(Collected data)
※
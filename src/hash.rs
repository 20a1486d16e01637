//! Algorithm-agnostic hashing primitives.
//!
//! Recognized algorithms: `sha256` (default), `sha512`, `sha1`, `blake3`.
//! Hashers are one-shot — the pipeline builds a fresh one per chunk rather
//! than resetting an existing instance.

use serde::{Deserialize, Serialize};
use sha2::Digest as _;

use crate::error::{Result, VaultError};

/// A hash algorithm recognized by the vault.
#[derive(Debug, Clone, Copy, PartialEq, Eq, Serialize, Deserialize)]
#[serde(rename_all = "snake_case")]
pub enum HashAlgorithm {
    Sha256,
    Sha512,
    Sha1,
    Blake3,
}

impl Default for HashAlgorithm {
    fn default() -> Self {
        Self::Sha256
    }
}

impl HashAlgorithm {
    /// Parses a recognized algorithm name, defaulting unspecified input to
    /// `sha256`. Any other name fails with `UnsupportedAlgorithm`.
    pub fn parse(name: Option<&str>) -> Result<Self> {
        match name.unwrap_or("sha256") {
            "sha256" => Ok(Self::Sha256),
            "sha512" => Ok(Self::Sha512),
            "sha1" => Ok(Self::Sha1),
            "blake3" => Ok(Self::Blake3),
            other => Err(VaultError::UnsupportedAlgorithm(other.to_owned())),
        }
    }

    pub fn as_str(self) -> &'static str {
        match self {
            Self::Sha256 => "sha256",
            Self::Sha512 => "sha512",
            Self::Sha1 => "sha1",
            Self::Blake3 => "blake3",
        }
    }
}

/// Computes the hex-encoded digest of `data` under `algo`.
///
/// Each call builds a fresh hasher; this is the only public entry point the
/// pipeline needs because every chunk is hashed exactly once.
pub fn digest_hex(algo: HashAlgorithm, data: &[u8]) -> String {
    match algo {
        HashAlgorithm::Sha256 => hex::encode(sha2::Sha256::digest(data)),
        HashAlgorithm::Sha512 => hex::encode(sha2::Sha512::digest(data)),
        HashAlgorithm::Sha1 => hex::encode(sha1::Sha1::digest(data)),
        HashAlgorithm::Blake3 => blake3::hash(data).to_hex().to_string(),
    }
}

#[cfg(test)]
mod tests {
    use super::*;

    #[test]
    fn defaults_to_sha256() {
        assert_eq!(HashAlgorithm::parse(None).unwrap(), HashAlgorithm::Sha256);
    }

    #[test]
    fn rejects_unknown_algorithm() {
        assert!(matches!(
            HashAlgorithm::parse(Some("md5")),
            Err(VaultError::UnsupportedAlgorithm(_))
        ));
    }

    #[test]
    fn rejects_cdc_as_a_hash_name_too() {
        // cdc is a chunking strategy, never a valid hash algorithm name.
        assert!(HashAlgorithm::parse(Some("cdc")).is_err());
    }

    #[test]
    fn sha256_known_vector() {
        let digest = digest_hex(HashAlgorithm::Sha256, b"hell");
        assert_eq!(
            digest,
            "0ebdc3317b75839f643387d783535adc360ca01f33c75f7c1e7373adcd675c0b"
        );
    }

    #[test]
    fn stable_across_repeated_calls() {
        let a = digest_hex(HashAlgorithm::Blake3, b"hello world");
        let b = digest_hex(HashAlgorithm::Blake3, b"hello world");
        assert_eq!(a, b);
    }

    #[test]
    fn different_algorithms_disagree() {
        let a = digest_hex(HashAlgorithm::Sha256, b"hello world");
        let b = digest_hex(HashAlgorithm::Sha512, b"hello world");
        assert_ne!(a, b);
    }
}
※
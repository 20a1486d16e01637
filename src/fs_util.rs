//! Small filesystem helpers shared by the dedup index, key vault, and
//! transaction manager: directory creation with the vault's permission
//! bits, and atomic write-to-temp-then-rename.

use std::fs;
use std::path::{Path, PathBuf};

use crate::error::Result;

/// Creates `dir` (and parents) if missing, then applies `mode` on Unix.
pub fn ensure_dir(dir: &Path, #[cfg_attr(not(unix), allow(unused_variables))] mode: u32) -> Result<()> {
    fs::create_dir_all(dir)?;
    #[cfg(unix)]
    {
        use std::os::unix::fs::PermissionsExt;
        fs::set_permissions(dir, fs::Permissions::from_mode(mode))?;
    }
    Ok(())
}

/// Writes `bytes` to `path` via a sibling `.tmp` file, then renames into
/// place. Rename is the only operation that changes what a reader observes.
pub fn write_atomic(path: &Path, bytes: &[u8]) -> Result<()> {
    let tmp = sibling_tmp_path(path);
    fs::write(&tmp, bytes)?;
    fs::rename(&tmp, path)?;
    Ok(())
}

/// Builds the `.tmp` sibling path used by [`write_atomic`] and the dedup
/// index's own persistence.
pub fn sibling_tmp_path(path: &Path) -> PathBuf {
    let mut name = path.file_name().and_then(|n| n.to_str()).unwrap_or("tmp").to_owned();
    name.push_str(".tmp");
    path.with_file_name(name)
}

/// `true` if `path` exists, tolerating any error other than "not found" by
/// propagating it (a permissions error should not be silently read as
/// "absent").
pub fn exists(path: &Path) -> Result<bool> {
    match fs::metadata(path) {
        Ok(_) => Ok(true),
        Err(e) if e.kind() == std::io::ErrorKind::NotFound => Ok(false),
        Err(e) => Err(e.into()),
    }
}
※
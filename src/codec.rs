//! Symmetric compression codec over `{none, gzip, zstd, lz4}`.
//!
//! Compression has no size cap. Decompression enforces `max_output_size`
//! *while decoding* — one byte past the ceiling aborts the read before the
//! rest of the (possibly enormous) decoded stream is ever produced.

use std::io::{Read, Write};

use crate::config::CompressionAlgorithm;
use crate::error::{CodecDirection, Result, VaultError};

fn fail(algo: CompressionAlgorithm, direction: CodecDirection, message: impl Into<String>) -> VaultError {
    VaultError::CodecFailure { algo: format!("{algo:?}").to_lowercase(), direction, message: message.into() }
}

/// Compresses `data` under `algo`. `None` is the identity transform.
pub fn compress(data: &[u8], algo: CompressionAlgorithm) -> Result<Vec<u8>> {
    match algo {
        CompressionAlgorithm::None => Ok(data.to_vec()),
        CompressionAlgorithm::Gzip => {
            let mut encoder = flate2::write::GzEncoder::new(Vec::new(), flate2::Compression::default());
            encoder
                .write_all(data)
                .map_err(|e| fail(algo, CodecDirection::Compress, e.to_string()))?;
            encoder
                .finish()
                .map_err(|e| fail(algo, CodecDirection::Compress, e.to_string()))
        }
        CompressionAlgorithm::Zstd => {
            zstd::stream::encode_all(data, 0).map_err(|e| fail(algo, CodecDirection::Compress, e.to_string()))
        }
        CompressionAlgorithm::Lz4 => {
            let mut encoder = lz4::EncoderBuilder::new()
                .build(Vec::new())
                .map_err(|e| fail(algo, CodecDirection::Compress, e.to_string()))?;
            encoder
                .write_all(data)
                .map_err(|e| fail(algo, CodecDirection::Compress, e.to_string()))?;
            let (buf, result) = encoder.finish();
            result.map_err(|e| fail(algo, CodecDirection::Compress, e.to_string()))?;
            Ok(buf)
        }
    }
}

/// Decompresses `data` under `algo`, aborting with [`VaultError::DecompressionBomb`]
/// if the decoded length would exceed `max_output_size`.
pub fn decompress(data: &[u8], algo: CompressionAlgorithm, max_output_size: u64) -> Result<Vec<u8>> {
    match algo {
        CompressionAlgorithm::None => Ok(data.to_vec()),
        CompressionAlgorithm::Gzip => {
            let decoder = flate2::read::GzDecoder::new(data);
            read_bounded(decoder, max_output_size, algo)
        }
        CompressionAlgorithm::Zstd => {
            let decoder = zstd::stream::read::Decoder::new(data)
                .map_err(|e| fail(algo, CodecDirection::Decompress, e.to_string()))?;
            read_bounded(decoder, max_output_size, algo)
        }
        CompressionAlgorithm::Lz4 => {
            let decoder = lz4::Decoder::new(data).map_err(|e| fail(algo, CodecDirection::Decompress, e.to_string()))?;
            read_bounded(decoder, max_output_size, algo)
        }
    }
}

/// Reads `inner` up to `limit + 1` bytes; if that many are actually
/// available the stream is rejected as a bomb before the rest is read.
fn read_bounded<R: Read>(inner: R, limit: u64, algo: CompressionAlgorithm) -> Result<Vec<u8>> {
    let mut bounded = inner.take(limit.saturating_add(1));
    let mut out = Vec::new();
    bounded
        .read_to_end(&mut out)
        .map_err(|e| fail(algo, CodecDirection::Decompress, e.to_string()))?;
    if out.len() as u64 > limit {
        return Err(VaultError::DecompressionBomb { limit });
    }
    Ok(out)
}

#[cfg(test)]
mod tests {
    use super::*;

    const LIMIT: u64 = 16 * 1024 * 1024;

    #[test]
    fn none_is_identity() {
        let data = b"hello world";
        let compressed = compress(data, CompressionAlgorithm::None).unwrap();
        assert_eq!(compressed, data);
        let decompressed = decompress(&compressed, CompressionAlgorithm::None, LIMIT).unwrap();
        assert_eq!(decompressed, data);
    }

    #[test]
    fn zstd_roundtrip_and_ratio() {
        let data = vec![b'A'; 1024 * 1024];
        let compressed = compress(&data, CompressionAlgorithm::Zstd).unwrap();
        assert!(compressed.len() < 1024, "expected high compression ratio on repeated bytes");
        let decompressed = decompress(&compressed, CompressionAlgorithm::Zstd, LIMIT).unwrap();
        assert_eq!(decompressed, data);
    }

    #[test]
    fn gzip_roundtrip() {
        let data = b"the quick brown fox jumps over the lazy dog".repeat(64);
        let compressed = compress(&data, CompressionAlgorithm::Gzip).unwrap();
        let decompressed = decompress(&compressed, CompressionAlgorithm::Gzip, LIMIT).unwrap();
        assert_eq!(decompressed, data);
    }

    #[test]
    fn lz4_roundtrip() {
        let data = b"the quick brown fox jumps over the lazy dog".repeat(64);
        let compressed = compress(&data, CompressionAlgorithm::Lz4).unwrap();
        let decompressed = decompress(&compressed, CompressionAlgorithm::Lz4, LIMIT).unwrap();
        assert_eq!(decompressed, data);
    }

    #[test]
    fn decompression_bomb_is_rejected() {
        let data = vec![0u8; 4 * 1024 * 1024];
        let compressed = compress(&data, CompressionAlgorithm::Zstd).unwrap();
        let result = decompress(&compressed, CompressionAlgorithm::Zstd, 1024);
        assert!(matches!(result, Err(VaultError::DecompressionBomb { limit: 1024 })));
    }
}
※
◆ Action item ◆
Could you return the lines in the entries above that contain "inner"?

◆ Result for this exercise ◆
/// Reads `inner` up to `limit + 1` bytes; if that many are actually
fn read_bounded<R: Read>(inner: R, limit: u64, algo: CompressionAlgorithm) -> Result<Vec<u8>> {
    let mut bounded = inner.take(limit.saturating_add(1));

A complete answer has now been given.